From the line containing "the resulting record." through the final line of the records, reproduce every line exactly.

(Stored data entries)
---*---

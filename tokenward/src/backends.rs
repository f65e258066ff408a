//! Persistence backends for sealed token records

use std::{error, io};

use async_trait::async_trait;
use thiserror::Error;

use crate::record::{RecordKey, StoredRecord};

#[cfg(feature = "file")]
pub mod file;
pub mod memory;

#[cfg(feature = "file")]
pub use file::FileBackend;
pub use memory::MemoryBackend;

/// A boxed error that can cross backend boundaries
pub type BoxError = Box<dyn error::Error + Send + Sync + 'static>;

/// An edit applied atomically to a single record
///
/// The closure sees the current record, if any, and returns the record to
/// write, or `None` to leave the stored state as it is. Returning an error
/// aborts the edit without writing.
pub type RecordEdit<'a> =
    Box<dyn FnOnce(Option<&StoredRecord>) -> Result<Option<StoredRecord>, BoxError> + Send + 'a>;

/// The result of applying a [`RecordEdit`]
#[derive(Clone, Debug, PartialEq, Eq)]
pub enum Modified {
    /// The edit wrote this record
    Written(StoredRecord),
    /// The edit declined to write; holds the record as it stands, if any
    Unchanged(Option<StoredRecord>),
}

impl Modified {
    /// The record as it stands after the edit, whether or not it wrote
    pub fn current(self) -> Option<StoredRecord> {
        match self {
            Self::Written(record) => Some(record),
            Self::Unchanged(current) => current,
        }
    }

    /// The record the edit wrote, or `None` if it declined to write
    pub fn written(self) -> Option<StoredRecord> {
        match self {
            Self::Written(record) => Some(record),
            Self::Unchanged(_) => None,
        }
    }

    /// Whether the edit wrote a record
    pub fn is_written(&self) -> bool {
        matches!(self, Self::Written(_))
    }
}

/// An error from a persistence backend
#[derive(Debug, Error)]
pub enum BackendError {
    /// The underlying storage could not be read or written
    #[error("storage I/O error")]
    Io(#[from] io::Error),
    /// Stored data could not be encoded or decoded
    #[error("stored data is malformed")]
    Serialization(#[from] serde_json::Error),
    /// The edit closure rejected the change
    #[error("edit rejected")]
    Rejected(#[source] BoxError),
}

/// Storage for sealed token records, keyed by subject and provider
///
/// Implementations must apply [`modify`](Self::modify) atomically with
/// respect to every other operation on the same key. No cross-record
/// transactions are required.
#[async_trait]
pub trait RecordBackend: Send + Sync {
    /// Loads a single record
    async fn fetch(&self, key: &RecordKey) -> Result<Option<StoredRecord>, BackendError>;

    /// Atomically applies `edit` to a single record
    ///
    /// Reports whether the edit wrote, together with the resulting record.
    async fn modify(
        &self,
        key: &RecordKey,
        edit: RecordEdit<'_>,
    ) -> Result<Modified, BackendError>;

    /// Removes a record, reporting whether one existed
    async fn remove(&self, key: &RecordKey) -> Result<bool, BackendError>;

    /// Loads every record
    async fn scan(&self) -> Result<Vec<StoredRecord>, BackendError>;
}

---*---

→ **Task solution**
    /// Reports whether the edit wrote, together with the resulting record.
    async fn modify(
        &self,
        key: &RecordKey,
        edit: RecordEdit<'_>,
    ) -> Result<Modified, BackendError>;

    /// Removes a record, reporting whether one existed
    async fn remove(&self, key: &RecordKey) -> Result<bool, BackendError>;

    /// Loads every record
    async fn scan(&self) -> Result<Vec<StoredRecord>, BackendError>;
}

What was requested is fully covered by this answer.